What to produce »
Beginning with the line that contains "holds; once they" in the material below, print each line exactly until the line that contains "#[derive(Debug, Clone, Default, PartialEq)]" has been printed, then stop.

Provided data »
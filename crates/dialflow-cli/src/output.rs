//! Output formatting for CLI responses

use anyhow::Error;
use colored::*;
use dialflow_engine::prelude::*;
use serde_json::json;

/// Prints decoded reports and tokens as they happen.
#[derive(Debug, Clone, Copy)]
pub struct ConsoleSink {
    json: bool,
}

impl ConsoleSink {
    pub fn new(json: bool) -> Self {
        Self { json }
    }
}

impl EventSink for ConsoleSink {
    fn publish(&self, report: &DecodedReport) {
        if self.json {
            print_json(report);
            return;
        }
        println!("{} {}", format!("#{:<5}", report.count).dimmed(), report.hex);
        for event in &report.events {
            println!("    {}", describe_event(event));
        }
    }
}

impl OutputSink for ConsoleSink {
    fn emit(&self, wheel: &str, token: DirectionToken) {
        if self.json {
            print_json(&json!({ "wheel": wheel, "token": token }));
        } else {
            println!("    {} {}", "token".cyan(), describe_token(wheel, token));
        }
    }
}

fn print_json<T: serde::Serialize + ?Sized>(value: &T) {
    match serde_json::to_string(value) {
        Ok(s) => println!("{s}"),
        Err(e) => eprintln!("Failed to format output as JSON: {e}"),
    }
}

/// One-line human rendering of an event.
pub fn describe_event(event: &Event) -> String {
    match event {
        Event::Button {
            name,
            action,
            byte_index,
            value,
        } => format!(
            "{} {} {:?} (byte {byte_index} = 0x{value:02x})",
            "button".green(),
            name.bold(),
            action
        ),
        Event::Scroll {
            name,
            direction,
            magnitude,
            running_position,
            ..
        } => format!(
            "{} {} {:?} x{magnitude} (position {running_position})",
            "scroll".blue(),
            name.bold(),
            direction
        ),
        Event::Value {
            name,
            previous,
            current,
            ..
        } => format!(
            "{} {} 0x{previous:02x} -> 0x{current:02x}",
            "value".yellow(),
            name
        ),
    }
}

/// One-line human rendering of a token.
pub fn describe_token(wheel: &str, token: DirectionToken) -> String {
    let arrow = match token.direction {
        Direction::Clockwise => "cw",
        Direction::CounterClockwise => "ccw",
    };
    let mode = match token.mode {
        TokenMode::Primary => "primary",
        TokenMode::Alternate => "alternate",
    };
    format!("{wheel} {arrow} ({mode})")
}

/// Print error in JSON format
pub fn print_error_json(error: &Error) {
    print_json(&json!({
        "success": false,
        "error": { "message": error.to_string() }
    }));
}

/// Print error in human-readable format
pub fn print_error_human(error: &Error) {
    eprintln!("{} {}", "Error:".red().bold(), error);
    for err in error.chain().skip(1) {
        eprintln!("  {} {}", "Caused by:".yellow(), err);
    }
}

#[cfg(test)]
mod tests {
    use super::*;

    #[test]
    fn given_token_when_described_then_wheel_direction_and_mode_shown() {
        colored::control::set_override(false);
        let token = DirectionToken {
            direction: Direction::CounterClockwise,
            mode: TokenMode::Alternate,
        };
        assert_eq!(describe_token("Jog", token), "Jog ccw (alternate)");
    }

    #[test]
    fn given_scroll_event_when_described_then_position_shown() {
        colored::control::set_override(false);
        let event = Event::Scroll {
            name: "Scroll".to_string(),
            byte_index: 6,
            direction: ScrollDirection::Up,
            magnitude: 3,
            running_position: 12,
        };
        assert_eq!(describe_event(&event), "scroll Scroll Up x3 (position 12)");
    }
}
//! Inertial wheel model.
//!
//! Rotation impulses pull the wheel velocity toward a target proportional to
//! the impulse size. While impulses keep arriving the velocity holds; once they
//! stop for longer than [`DECAY_DELAY`], every tick multiplies the velocity by
//! the friction-dependent decay rate until it drops below
//! [`VELOCITY_THRESHOLD`].
//!
//! The model does not read a clock. Callers pass `now` into every operation,
//! which keeps it deterministic under test.

use crate::tuning::TuningParameters;
use serde::{Deserialize, Serialize};
use std::time::{Duration, Instant};

/// Below this absolute velocity a wheel is considered stopped.
pub const VELOCITY_THRESHOLD: f64 = 0.1;

/// Target velocity per unit of impulse.
pub const TARGET_MULTIPLIER: f64 = 2.5;

/// Time without input after which friction starts to act.
pub const DECAY_DELAY: Duration = Duration::from_millis(50);

/// Nominal tick period of the fixed-rate driver.
pub const TICK_PERIOD: Duration = Duration::from_millis(16);

/// Rotation direction.
#[derive(Debug, Clone, Copy, PartialEq, Eq, Hash, Serialize, Deserialize)]
#[serde(rename_all = "snake_case")]
pub enum Direction {
    /// Positive rotation.
    Clockwise,
    /// Negative rotation.
    CounterClockwise,
}

impl Direction {
    /// `1.0` for clockwise, `-1.0` for counter-clockwise.
    pub fn sign(self) -> f64 {
        match self {
            Direction::Clockwise => 1.0,
            Direction::CounterClockwise => -1.0,
        }
    }
}

/// Result of one [`WheelPhysics::tick`].
#[derive(Debug, Clone, Copy, PartialEq)]
pub enum TickOutcome {
    /// Wheel was not moving; nothing changed.
    Idle,
    /// Wheel came to rest on this tick.
    Settled,
    /// Wheel moved.
    Advanced {
        /// Position after the step.
        position: f64,
        /// Velocity after decay.
        velocity: f64,
        /// Position change applied by this tick.
        step: f64,
    },
}

/// Serializable view of a wheel.
#[derive(Debug, Clone, Copy, PartialEq, Serialize, Deserialize)]
pub struct WheelSnapshot {
    /// Accumulated position.
    pub position: f64,
    /// Current velocity.
    pub velocity: f64,
    /// Whether the wheel is between an impulse and settling.
    pub running: bool,
}

/// Velocity, position and activity of one wheel.
#[derive(Debug, Clone, Default, PartialEq)]
pub struct WheelPhysics {
    position: f64,
    velocity: f64,
    last_input: Option<Instant>,
    running: bool,
}

impl WheelPhysics {
    /// A wheel at rest at position zero.
    pub fn new() -> Self {
        Self::default()
    }

    /// Apply a rotation impulse of size `amount`.
    ///
    /// Returns `true` if the wheel was idle and is now running. A non-finite or
    /// negative amount is ignored.
    pub fn on_impulse(
        &mut self,
        amount: f64,
        direction: Direction,
        tuning: &TuningParameters,
        now: Instant,
    ) -> bool {
        if !amount.is_finite() || amount < 0.0 {
            tracing::warn!(amount, "Ignoring invalid impulse amount");
            return false;
        }

        let target = amount * TARGET_MULTIPLIER * direction.sign();
        self.velocity += (target - self.velocity) * tuning.acceleration_rate();
        self.last_input = Some(now);

        let started = !self.running;
        self.running = true;
        if started {
            tracing::trace!(velocity = self.velocity, "Wheel started");
        }
        started
    }

    /// Advance the wheel by one tick.
    pub fn tick(&mut self, tuning: &TuningParameters, now: Instant) -> TickOutcome {
        if !self.running {
            return TickOutcome::Idle;
        }

        if self.velocity.abs() < VELOCITY_THRESHOLD {
            return self.settle();
        }

        let coasting = self
            .last_input
            .is_none_or(|last| now.saturating_duration_since(last) > DECAY_DELAY);
        if coasting {
            self.velocity *= tuning.decay_rate();
            if self.velocity.abs() < VELOCITY_THRESHOLD {
                return self.settle();
            }
        }

        let step = self.velocity * tuning.sensitivity_scale();
        self.position += step;
        TickOutcome::Advanced {
            position: self.position,
            velocity: self.velocity,
            step,
        }
    }

    fn settle(&mut self) -> TickOutcome {
        self.velocity = 0.0;
        self.running = false;
        tracing::trace!(position = self.position, "Wheel settled");
        TickOutcome::Settled
    }

    /// Zero position and velocity and stop the wheel.
    pub fn reset(&mut self) {
        *self = Self::default();
    }

    /// Accumulated position.
    pub fn position(&self) -> f64 {
        self.position
    }

    /// Current velocity.
    pub fn velocity(&self) -> f64 {
        self.velocity
    }

    /// Time of the last impulse.
    pub fn last_input(&self) -> Option<Instant> {
        self.last_input
    }

    /// Whether the wheel is running.
    pub fn is_running(&self) -> bool {
        self.running
    }

    /// Serializable view of the wheel.
    pub fn snapshot(&self) -> WheelSnapshot {
        WheelSnapshot {
            position: self.position,
            velocity: self.velocity,
            running: self.running,
        }
    }
}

Solution below »
//! the impulse size. While impulses keep arriving the velocity holds; once they
//! stop for longer than [`DECAY_DELAY`], every tick multiplies the velocity by
//! the friction-dependent decay rate until it drops below
//! [`VELOCITY_THRESHOLD`].
//!
//! The model does not read a clock. Callers pass `now` into every operation,
//! which keeps it deterministic under test.

use crate::tuning::TuningParameters;
use serde::{Deserialize, Serialize};
use std::time::{Duration, Instant};

/// Below this absolute velocity a wheel is considered stopped.
pub const VELOCITY_THRESHOLD: f64 = 0.1;

/// Target velocity per unit of impulse.
pub const TARGET_MULTIPLIER: f64 = 2.5;

/// Time without input after which friction starts to act.
pub const DECAY_DELAY: Duration = Duration::from_millis(50);

/// Nominal tick period of the fixed-rate driver.
pub const TICK_PERIOD: Duration = Duration::from_millis(16);

/// Rotation direction.
#[derive(Debug, Clone, Copy, PartialEq, Eq, Hash, Serialize, Deserialize)]
#[serde(rename_all = "snake_case")]
pub enum Direction {
    /// Positive rotation.
    Clockwise,
    /// Negative rotation.
    CounterClockwise,
}

impl Direction {
    /// `1.0` for clockwise, `-1.0` for counter-clockwise.
    pub fn sign(self) -> f64 {
        match self {
            Direction::Clockwise => 1.0,
            Direction::CounterClockwise => -1.0,
        }
    }
}

/// Result of one [`WheelPhysics::tick`].
#[derive(Debug, Clone, Copy, PartialEq)]
pub enum TickOutcome {
    /// Wheel was not moving; nothing changed.
    Idle,
    /// Wheel came to rest on this tick.
    Settled,
    /// Wheel moved.
    Advanced {
        /// Position after the step.
        position: f64,
        /// Velocity after decay.
        velocity: f64,
        /// Position change applied by this tick.
        step: f64,
    },
}

/// Serializable view of a wheel.
#[derive(Debug, Clone, Copy, PartialEq, Serialize, Deserialize)]
pub struct WheelSnapshot {
    /// Accumulated position.
    pub position: f64,
    /// Current velocity.
    pub velocity: f64,
    /// Whether the wheel is between an impulse and settling.
    pub running: bool,
}

/// Velocity, position and activity of one wheel.
#[derive(Debug, Clone, Default, PartialEq)]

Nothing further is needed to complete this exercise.